[Saved data entries]
..............................

mod common;

use chrono::NaiveDate;
use rust_xlsxwriter::Workbook;
use std::fs;
use std::sync::Arc;
use tempfile::tempdir;

use immofisc::history::{HEADERS, HistoryLog, SimulationData, UNDEFINED_OPTION};
use immofisc::{AppError, MemoryWorkbook, ProjectionService, SnapshotCache};

fn data() -> SimulationData {
    SimulationData {
        acquisition_price: 200_000.0,
        works_cost: 20_000.0,
        loan_amount: 180_000.0,
        selling_price: 260_000.0,
        monthly_rent: 1_000.0,
        holding_years: 20.0,
        min_cost: 40_000.0,
        optimal_option: "SCI IS PREL BONI".to_string(),
    }
}

fn noon() -> chrono::NaiveDateTime {
    NaiveDate::from_ymd_opt(2024, 3, 5)
        .unwrap()
        .and_hms_opt(12, 30, 0)
        .unwrap()
}

#[test]
fn missing_file_is_an_empty_history() {
    let dir = tempdir().unwrap();
    let log = HistoryLog::new(dir.path().join("historique.xlsx"));
    assert!(log.load().unwrap().is_empty());
}

#[test]
fn appends_number_rows_from_one() {
    let dir = tempdir().unwrap();
    let log = HistoryLog::new(dir.path().join("historique.xlsx"));

    for expected in 1..=3 {
        let row = log.append_at(&data(), noon()).unwrap();
        assert_eq!(row.id, expected);
    }

    let rows = log.load().unwrap();
    let ids: Vec<u64> = rows.iter().map(|r| r.id).collect();
    assert_eq!(ids, vec![1, 2, 3]);

    let first = &rows[0];
    assert_eq!(first.date, "05/03/2024 12:30");
    assert_eq!(first.acquisition_price, "200 000");
    assert_eq!(first.min_cost, "40 000");
    assert_eq!(first.optimal_option, "SCI IS PREL BONI");
    assert_eq!(first.holding_years, 20.0);
    assert_eq!(first.gross_yield, 6.0);
    assert_eq!(first.roi, 109.09);
    assert_eq!(first.annual_cash_flow, "10 000");
}

#[test]
fn ids_are_not_reused_after_gaps() {
    let dir = tempdir().unwrap();
    let path = dir.path().join("historique.xlsx");

    let mut workbook = Workbook::new();
    let sheet = workbook.add_worksheet();
    for (c, title) in HEADERS.iter().enumerate() {
        sheet.write_string(0, c as u16, *title).unwrap();
    }
    sheet.write_number(1, 0, 1.0).unwrap();
    sheet.write_number(2, 0, 7.0).unwrap();
    workbook.save(&path).unwrap();

    let log = HistoryLog::new(&path);
    assert_eq!(log.load().unwrap().len(), 2);
    assert_eq!(log.append_at(&data(), noon()).unwrap().id, 8);
}

#[test]
fn unreadable_file_is_replaced_by_a_new_history() {
    let dir = tempdir().unwrap();
    let path = dir.path().join("historique.xlsx");
    fs::write(&path, b"definitely not a zip archive").unwrap();

    let log = HistoryLog::new(&path);
    assert!(log.load().is_err());
    assert_eq!(log.append_at(&data(), noon()).unwrap().id, 1);
    assert_eq!(log.load().unwrap().len(), 1);
}

#[test]
fn exports_csv_with_bom_and_headers() {
    let dir = tempdir().unwrap();
    let log = HistoryLog::new(dir.path().join("historique.xlsx"));
    log.append_at(&data(), noon()).unwrap();

    let target = log.export(dir.path().join("export.csv")).unwrap();
    let text = fs::read_to_string(target).unwrap();
    assert!(text.starts_with('\u{feff}'));

    let mut lines = text.trim_start_matches('\u{feff}').lines();
    assert_eq!(lines.next().unwrap(), HEADERS.join(","));
    let row = lines.next().unwrap();
    assert!(row.starts_with("1,05/03/2024 12:30,200 000,"));
    assert!(row.contains("SCI IS PREL BONI"));
    assert!(lines.next().is_none());
}

#[test]
fn exports_xlsx_readable_as_history() {
    let dir = tempdir().unwrap();
    let log = HistoryLog::new(dir.path().join("historique.xlsx"));
    log.append_at(&data(), noon()).unwrap();
    log.append_at(&data(), noon()).unwrap();

    let copy = log.export(dir.path().join("copie.xlsx")).unwrap();
    assert_eq!(HistoryLog::new(copy).load().unwrap(), log.load().unwrap());
}

#[test]
fn export_rejects_other_formats() {
    let dir = tempdir().unwrap();
    let log = HistoryLog::new(dir.path().join("historique.xlsx"));
    assert!(matches!(
        log.export(dir.path().join("export.pdf")),
        Err(AppError::UnsupportedFile(_))
    ));
}

#[test]
fn optimum_is_the_cheapest_source_regime() {
    let wb = common::simulation_workbook();
    let data = SimulationData::from_workbook(&wb).unwrap();
    assert_eq!(data.min_cost, 40_000.0);
    assert_eq!(data.optimal_option, "SCI IS PREL BONI");
    assert_eq!(data.acquisition_price, 200_000.0);
    assert_eq!(data.holding_years, 20.0);
}

#[test]
fn optimum_is_undefined_without_numeric_costs() {
    let wb = MemoryWorkbook::new("t")
        .with_cell("feuil1", "C4", 100_000.0)
        .with_cell("web", "B2", "n/a");
    let data = SimulationData::from_workbook(&wb).unwrap();
    assert_eq!(data.min_cost, 0.0);
    assert_eq!(data.optimal_option, UNDEFINED_OPTION);
}

#[test]
fn service_saves_the_attached_simulation() {
    let dir = tempdir().unwrap();
    let log = HistoryLog::new(dir.path().join("historique.xlsx"));

    let mut service = ProjectionService::new(Arc::new(SnapshotCache::new()));
    assert!(matches!(service.save_simulation(&log), Err(AppError::NoWorkbookOpen)));

    service.attach(Box::new(common::simulation_workbook())).unwrap();
    let row = service.save_simulation(&log).unwrap();
    assert_eq!(row.id, 1);
    assert_eq!(row.optimal_option, "SCI IS PREL BONI");
    assert_eq!(log.load().unwrap().len(), 1);
}
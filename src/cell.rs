use lazy_static::lazy_static;
use regex::Regex;
use serde::{Deserialize, Serialize};
use std::fmt;
use std::str::FromStr;

use crate::error::AppError;

lazy_static! {
    static ref ADDRESS_REGEX: Regex = Regex::new(r"^\$?([A-Za-z]{1,3})\$?([0-9]{1,7})$").unwrap();
}

/// A value as answered by the workbook oracle.
#[derive(Clone, Debug, PartialEq, Serialize, Deserialize, Default)]
#[serde(untagged)]
pub enum CellValue {
    #[default]
    Empty,
    Number(f64),
    Bool(bool),
    Text(String),
}

impl CellValue {
    pub fn is_empty(&self) -> bool {
        match self {
            CellValue::Empty => true,
            CellValue::Text(s) => s.is_empty(),
            _ => false,
        }
    }

    /// Numeric view of the value. Text is accepted when it parses as a number.
    pub fn as_f64(&self) -> Option<f64> {
        match self {
            CellValue::Number(n) => Some(*n),
            CellValue::Text(s) => s.trim().parse::<f64>().ok(),
            _ => None,
        }
    }

    /// Numeric view where empty and non-numeric cells count as zero.
    pub fn number_or_zero(&self) -> f64 {
        self.as_f64().unwrap_or(0.0)
    }
}

impl fmt::Display for CellValue {
    fn fmt(&self, f: &mut fmt::Formatter<'_>) -> fmt::Result {
        match self {
            CellValue::Empty => Ok(()),
            CellValue::Number(n) => write!(f, "{}", n),
            CellValue::Bool(true) => f.write_str("TRUE"),
            CellValue::Bool(false) => f.write_str("FALSE"),
            CellValue::Text(s) => f.write_str(s),
        }
    }
}

impl From<f64> for CellValue {
    fn from(n: f64) -> Self {
        CellValue::Number(n)
    }
}

impl From<&str> for CellValue {
    fn from(s: &str) -> Self {
        CellValue::Text(s.to_string())
    }
}

/// A1-style cell reference, 1-based.
#[derive(Clone, Copy, Debug, PartialEq, Eq, Hash, PartialOrd, Ord)]
pub struct CellAddress {
    pub row: u32,
    pub col: u32,
}

impl CellAddress {
    pub const fn new(row: u32, col: u32) -> Self {
        CellAddress { row, col }
    }

    /// Parses `c4`, `B51`, `$F$3`. Letters are case-insensitive.
    pub fn parse(name: &str) -> Option<Self> {
        let caps = ADDRESS_REGEX.captures(name.trim())?;
        let col = letter_to_col(&caps[1].to_ascii_uppercase());
        let row = caps[2].parse::<u32>().ok()?;
        if row == 0 {
            return None;
        }
        Some(CellAddress { row, col })
    }
}

impl FromStr for CellAddress {
    type Err = AppError;

    fn from_str(s: &str) -> Result<Self, Self::Err> {
        CellAddress::parse(s).ok_or_else(|| AppError::InvalidAddress(s.to_string()))
    }
}

impl fmt::Display for CellAddress {
    fn fmt(&self, f: &mut fmt::Formatter<'_>) -> fmt::Result {
        write!(f, "{}{}", col_to_letter(self.col), self.row)
    }
}

pub fn col_to_letter(col: u32) -> String {
    let mut col = col;
    let mut result = String::new();
    while col > 0 {
        col -= 1;
        result.push(((col % 26) as u8 + b'A') as char);
        col /= 26;
    }
    result.chars().rev().collect()
}

pub fn letter_to_col(letters: &str) -> u32 {
    letters
        .chars()
        .fold(0, |acc, c| acc * 26 + (c as u32 - 'A' as u32 + 1))
}
use clap::Parser;
use std::net::SocketAddr;
use std::path::PathBuf;

use crate::history::DEFAULT_HISTORY_FILE;

/// Compare French real-estate tax regimes computed by a simulation workbook.
#[derive(Debug, Clone, Parser)]
#[command(name = "immofisc", version, about)]
pub struct Config {
    /// Workbook to open at start-up.
    #[arg(short, long, env = "IMMO_WORKBOOK")]
    pub workbook: Option<PathBuf>,

    /// Simulation history file.
    #[arg(long, env = "IMMO_HISTORY", default_value = DEFAULT_HISTORY_FILE)]
    pub history: PathBuf,

    /// Address of the local web view.
    #[arg(long, env = "IMMO_BIND", default_value = "127.0.0.1:5000")]
    pub bind: SocketAddr,

    /// Start the web view right away.
    #[arg(long)]
    pub serve: bool,

    /// Do not read commands from stdin; keep serving until interrupted.
    #[arg(long, requires = "serve")]
    pub no_console: bool,
}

..............................

In the entries above, find each line with the string "expected" and copy it.

Reply to the task -
    for expected in 1..=3 {
        assert_eq!(row.id, expected);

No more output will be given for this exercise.